-- Problem statement --
Exact copies of all the entries below are expected in the answer.

(Saved entries)

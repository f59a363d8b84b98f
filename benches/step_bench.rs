//! Stepping throughput.
//!
//! Run with: cargo bench --bench step_bench

use apbd_sim::{Body, Model, Shape};
use cgmath::{Matrix4, Vector3};
use criterion::{black_box, criterion_group, criterion_main, BenchmarkId, Criterion, Throughput};

/// A grid of boxes dropping onto the ground, alternating rigid and affine.
fn box_grid(n: usize) -> Model {
    let mut model = Model::new();
    model.t_end = f32::MAX;
    model.substeps = 10;
    model.iters = 2;
    let cube = Shape::cuboid(Vector3::new(1.0, 1.0, 1.0));
    let side = (n as f32).sqrt().ceil() as usize;
    for i in 0..n {
        let mut body = if i % 2 == 0 {
            Body::rigid(cube, 1.0)
        } else {
            Body::affine(cube, 1.0)
        }
        .expect("valid cube");
        let (x, y) = ((i % side) as f32 * 2.0, (i / side) as f32 * 2.0);
        body.set_init_transform(Matrix4::from_translation(Vector3::new(x, y, 2.0)));
        model.add_body(body).expect("uninitialized model");
    }
    let mut model = model.with_ground_contact().expect("uninitialized model");
    model.init().expect("valid parameters");
    model
}

fn bench_step(c: &mut Criterion) {
    let mut group = c.benchmark_group("model_step");
    for n in [16, 256, 4096] {
        group.throughput(Throughput::Elements(n as u64));
        group.bench_with_input(BenchmarkId::from_parameter(n), &n, |b, &n| {
            let mut model = box_grid(n);
            b.iter(|| black_box(model.step().expect("step")));
        });
    }
    group.finish();
}

criterion_group!(benches, bench_step);
criterion_main!(benches);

-- Task response --
repository f59a363d8b84b98f
filename benches/step_bench.rs
//! Stepping throughput.
//!
//! Run with: cargo bench --bench step_bench

use apbd_sim::{Body, Model, Shape};
use cgmath::{Matrix4, Vector3};
use criterion::{black_box, criterion_group, criterion_main, BenchmarkId, Criterion, Throughput};

/// A grid of boxes dropping onto the ground, alternating rigid and affine.
fn box_grid(n: usize) -> Model {
    let mut model = Model::new();
    model.t_end = f32::MAX;
    model.substeps = 10;
    model.iters = 2;
    let cube = Shape::cuboid(Vector3::new(1.0, 1.0, 1.0));
    let side = (n as f32).sqrt().ceil() as usize;
    for i in 0..n {
        let mut body = if i % 2 == 0 {
            Body::rigid(cube, 1.0)
        } else {
            Body::affine(cube, 1.0)
        }
        .expect("valid cube");
        let (x, y) = ((i % side) as f32 * 2.0, (i / side) as f32 * 2.0);
        body.set_init_transform(Matrix4::from_translation(Vector3::new(x, y, 2.0)));
        model.add_body(body).expect("uninitialized model");
    }
    let mut model = model.with_ground_contact().expect("uninitialized model");
    model.init().expect("valid parameters");
    model
}

fn bench_step(c: &mut Criterion) {
    let mut group = c.benchmark_group("model_step");
    for n in [16, 256, 4096] {
        group.throughput(Throughput::Elements(n as u64));
        group.bench_with_input(BenchmarkId::from_parameter(n), &n, |b, &n| {
            let mut model = box_grid(n);
            b.iter(|| black_box(model.step().expect("step")));
        });
    }
    group.finish();
}

criterion_group!(benches, bench_step);
criterion_main!(benches);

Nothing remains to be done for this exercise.